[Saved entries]
★ ★ ★
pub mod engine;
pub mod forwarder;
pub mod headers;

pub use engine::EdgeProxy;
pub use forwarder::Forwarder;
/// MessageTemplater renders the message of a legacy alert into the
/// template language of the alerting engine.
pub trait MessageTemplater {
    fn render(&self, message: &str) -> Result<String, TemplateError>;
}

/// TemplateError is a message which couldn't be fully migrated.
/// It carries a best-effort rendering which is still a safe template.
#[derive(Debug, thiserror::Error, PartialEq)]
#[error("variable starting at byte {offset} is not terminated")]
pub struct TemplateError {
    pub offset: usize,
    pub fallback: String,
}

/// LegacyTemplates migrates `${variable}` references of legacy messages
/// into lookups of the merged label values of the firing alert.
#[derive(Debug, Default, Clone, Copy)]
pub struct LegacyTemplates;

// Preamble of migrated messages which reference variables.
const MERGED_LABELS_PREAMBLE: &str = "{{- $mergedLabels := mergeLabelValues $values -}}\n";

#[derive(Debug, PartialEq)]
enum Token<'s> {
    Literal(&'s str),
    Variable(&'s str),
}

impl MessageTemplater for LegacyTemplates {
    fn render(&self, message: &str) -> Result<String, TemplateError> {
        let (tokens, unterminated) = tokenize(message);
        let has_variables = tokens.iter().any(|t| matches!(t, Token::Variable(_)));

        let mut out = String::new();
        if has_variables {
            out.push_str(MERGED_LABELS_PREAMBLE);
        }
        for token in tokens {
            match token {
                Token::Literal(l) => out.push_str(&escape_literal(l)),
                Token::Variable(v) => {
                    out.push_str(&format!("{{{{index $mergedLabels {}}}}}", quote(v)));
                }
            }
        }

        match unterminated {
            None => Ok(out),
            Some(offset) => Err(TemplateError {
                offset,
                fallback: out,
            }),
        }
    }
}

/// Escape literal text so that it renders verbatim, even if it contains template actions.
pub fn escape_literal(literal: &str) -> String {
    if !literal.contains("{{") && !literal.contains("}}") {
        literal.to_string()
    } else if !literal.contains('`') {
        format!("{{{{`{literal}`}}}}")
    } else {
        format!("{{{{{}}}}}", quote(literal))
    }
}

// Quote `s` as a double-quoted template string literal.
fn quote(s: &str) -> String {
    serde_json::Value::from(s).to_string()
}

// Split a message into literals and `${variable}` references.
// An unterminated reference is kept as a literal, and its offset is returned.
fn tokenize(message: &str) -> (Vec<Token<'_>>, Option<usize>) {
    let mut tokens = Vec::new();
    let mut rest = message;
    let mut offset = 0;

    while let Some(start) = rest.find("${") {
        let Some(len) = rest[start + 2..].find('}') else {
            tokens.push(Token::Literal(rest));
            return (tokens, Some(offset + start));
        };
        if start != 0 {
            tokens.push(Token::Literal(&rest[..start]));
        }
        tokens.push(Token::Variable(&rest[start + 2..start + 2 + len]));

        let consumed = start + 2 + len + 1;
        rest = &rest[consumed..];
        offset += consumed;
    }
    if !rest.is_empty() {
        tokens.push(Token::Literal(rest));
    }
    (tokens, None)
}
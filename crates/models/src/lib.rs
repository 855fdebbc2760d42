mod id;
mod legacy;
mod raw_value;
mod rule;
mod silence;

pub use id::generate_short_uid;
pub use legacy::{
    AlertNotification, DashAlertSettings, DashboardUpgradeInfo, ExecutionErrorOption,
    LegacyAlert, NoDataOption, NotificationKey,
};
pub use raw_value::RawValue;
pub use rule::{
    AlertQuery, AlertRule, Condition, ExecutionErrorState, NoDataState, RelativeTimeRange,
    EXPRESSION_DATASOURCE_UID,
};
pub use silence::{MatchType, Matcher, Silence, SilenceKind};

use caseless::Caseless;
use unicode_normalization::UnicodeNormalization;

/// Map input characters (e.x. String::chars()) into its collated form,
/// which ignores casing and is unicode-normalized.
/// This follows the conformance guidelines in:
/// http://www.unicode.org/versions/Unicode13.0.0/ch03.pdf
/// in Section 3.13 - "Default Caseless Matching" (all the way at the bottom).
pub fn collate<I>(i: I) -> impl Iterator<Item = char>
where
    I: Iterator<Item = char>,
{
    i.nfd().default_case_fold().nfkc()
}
★ ★ ★
Task to complete — Give the entries again in full, exactly as they are written.

Response area —
pub mod engine;
pub mod forwarder;
pub mod headers;

pub use engine::EdgeProxy;
pub use forwarder::Forwarder;
/// MessageTemplater renders the message of a legacy alert into the
/// template language of the alerting engine.
pub trait MessageTemplater {
    fn render(&self, message: &str) -> Result<String, TemplateError>;
}

/// TemplateError is a message which couldn't be fully migrated.
/// It carries a best-effort rendering which is still a safe template.
#[derive(Debug, thiserror::Error, PartialEq)]
#[error("variable starting at byte {offset} is not terminated")]
pub struct TemplateError {
    pub offset: usize,
    pub fallback: String,
}

/// LegacyTemplates migrates `${variable}` references of legacy messages
/// into lookups of the merged label values of the firing alert.
#[derive(Debug, Default, Clone, Copy)]
pub struct LegacyTemplates;

// Preamble of migrated messages which reference variables.
const MERGED_LABELS_PREAMBLE: &str = "{{- $mergedLabels := mergeLabelValues $values -}}\n";

#[derive(Debug, PartialEq)]
enum Token<'s> {
    Literal(&'s str),
    Variable(&'s str),
}

impl MessageTemplater for LegacyTemplates {
    fn render(&self, message: &str) -> Result<String, TemplateError> {
        let (tokens, unterminated) = tokenize(message);
        let has_variables = tokens.iter().any(|t| matches!(t, Token::Variable(_)));

        let mut out = String::new();
        if has_variables {
            out.push_str(MERGED_LABELS_PREAMBLE);
        }
        for token in tokens {
            match token {
                Token::Literal(l) => out.push_str(&escape_literal(l)),
                Token::Variable(v) => {
                    out.push_str(&format!("{{{{index $mergedLabels {}}}}}", quote(v)));
                }
            }
        }

        match unterminated {
            None => Ok(out),
            Some(offset) => Err(TemplateError {
                offset,
                fallback: out,
            }),
        }
    }
}

/// Escape literal text so that it renders verbatim, even if it contains template actions.
pub fn escape_literal(literal: &str) -> String {
    if !literal.contains("{{") && !literal.contains("}}") {
        literal.to_string()
    } else if !literal.contains('`') {
        format!("{{{{`{literal}`}}}}")
    } else {
        format!("{{{{{}}}}}", quote(literal))
    }
}

// Quote `s` as a double-quoted template string literal.
fn quote(s: &str) -> String {
    serde_json::Value::from(s).to_string()
}

// Split a message into literals and `${variable}` references.
// An unterminated reference is kept as a literal, and its offset is returned.
fn tokenize(message: &str) -> (Vec<Token<'_>>, Option<usize>) {
    let mut tokens = Vec::new();
    let mut rest = message;
    let mut offset = 0;

    while let Some(start) = rest.find("${") {
        let Some(len) = rest[start + 2..].find('}') else {
            tokens.push(Token::Literal(rest));
            return (tokens, Some(offset + start));
        };
        if start != 0 {
            tokens.push(Token::Literal(&rest[..start]));
        }
        tokens.push(Token::Variable(&rest[start + 2..start + 2 + len]));

        let consumed = start + 2 + len + 1;
        rest = &rest[consumed..];
        offset += consumed;
    }
    if !rest.is_empty() {
        tokens.push(Token::Literal(rest));
    }
    (tokens, None)
}
filename crates/models/src/lib.rs
repository 855fdebbc2760d42
mod id;
mod legacy;
mod raw_value;
mod rule;
mod silence;

pub use id::generate_short_uid;
pub use legacy::{
    AlertNotification, DashAlertSettings, DashboardUpgradeInfo, ExecutionErrorOption,
    LegacyAlert, NoDataOption, NotificationKey,
};
pub use raw_value::RawValue;
pub use rule::{
    AlertQuery, AlertRule, Condition, ExecutionErrorState, NoDataState, RelativeTimeRange,
    EXPRESSION_DATASOURCE_UID,
};
pub use silence::{MatchType, Matcher, Silence, SilenceKind};

use caseless::Caseless;
use unicode_normalization::UnicodeNormalization;

/// Map input characters (e.x. String::chars()) into its collated form,
/// which ignores casing and is unicode-normalized.
/// This follows the conformance guidelines in:
/// http://www.unicode.org/versions/Unicode13.0.0/ch03.pdf
/// in Section 3.13 - "Default Caseless Matching" (all the way at the bottom).
pub fn collate<I>(i: I) -> impl Iterator<Item = char>
where
    I: Iterator<Item = char>,
{
    i.nfd().default_case_fold().nfkc()
}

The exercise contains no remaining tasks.